### What you have to do
Every line below that mentions the word "StrategicSignificance" should be copied out.

### Collected data entries
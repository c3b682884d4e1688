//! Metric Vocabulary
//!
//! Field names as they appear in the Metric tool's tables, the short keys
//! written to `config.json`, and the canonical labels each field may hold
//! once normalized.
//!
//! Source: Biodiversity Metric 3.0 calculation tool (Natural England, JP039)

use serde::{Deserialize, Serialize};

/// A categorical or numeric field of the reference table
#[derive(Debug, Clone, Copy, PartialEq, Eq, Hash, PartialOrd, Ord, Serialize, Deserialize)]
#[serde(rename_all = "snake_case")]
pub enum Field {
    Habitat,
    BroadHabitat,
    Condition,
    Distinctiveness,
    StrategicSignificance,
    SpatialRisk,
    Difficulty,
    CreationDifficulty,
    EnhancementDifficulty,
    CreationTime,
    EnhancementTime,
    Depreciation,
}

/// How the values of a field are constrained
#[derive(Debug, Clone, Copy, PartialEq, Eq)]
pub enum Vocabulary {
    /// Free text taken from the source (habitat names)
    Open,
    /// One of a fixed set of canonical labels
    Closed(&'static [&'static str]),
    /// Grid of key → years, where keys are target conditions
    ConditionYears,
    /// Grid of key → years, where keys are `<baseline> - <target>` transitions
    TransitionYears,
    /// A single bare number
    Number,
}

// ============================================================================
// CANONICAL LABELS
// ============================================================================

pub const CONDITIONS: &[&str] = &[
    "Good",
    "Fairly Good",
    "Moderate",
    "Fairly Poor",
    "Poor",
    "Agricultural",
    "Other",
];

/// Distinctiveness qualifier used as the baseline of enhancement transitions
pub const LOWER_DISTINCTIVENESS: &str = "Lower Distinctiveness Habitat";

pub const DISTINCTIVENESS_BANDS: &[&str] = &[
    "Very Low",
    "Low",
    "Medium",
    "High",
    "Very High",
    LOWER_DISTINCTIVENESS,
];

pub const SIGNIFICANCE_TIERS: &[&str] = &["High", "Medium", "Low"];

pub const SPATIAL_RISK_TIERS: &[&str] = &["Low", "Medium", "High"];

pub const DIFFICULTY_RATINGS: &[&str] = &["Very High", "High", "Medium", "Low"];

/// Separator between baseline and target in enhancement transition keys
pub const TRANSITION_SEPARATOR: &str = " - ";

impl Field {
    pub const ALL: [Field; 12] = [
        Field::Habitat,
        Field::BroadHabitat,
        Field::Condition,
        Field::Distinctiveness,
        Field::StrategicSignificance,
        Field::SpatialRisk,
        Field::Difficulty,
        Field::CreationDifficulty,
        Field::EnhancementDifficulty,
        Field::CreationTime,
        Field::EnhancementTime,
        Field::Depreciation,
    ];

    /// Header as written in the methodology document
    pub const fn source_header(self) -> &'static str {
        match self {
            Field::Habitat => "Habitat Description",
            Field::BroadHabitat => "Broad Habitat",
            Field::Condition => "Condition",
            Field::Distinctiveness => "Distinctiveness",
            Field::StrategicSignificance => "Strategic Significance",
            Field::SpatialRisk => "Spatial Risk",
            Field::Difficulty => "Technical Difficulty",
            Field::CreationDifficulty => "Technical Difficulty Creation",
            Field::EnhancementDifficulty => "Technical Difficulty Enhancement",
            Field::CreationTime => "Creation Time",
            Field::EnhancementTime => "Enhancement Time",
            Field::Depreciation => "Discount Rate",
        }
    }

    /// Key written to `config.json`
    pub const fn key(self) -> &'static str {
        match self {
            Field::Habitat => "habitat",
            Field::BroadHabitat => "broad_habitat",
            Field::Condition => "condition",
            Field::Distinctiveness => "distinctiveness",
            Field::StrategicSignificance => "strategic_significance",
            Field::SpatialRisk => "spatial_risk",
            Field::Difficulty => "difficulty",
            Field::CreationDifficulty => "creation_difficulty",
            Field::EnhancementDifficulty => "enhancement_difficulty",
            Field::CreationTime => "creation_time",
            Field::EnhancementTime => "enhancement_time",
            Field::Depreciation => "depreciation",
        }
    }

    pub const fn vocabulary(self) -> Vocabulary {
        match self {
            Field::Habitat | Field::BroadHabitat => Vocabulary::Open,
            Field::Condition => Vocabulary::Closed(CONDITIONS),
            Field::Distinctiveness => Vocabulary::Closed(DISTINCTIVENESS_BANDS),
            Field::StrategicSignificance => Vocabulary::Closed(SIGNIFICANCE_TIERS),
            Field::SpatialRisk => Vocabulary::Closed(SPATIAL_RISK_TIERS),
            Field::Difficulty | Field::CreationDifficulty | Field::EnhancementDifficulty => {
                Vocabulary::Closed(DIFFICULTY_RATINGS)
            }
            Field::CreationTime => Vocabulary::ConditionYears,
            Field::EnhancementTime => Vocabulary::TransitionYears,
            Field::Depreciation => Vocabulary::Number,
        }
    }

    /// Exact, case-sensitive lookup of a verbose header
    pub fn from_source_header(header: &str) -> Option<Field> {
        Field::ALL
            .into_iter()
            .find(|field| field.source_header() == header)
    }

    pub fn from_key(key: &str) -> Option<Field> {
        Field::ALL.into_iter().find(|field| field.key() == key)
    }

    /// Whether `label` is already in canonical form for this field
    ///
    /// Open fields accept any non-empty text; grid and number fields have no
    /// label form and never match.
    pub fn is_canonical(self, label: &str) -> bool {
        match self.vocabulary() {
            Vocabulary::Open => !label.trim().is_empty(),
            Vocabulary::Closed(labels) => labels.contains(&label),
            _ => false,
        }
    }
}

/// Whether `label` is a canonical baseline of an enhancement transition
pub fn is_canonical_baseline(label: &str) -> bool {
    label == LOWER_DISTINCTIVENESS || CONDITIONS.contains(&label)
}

### Solution for this problem
    StrategicSignificance,
        Field::StrategicSignificance,
            Field::StrategicSignificance => "Strategic Significance",
            Field::StrategicSignificance => "strategic_significance",
            Field::StrategicSignificance => Vocabulary::Closed(SIGNIFICANCE_TIERS),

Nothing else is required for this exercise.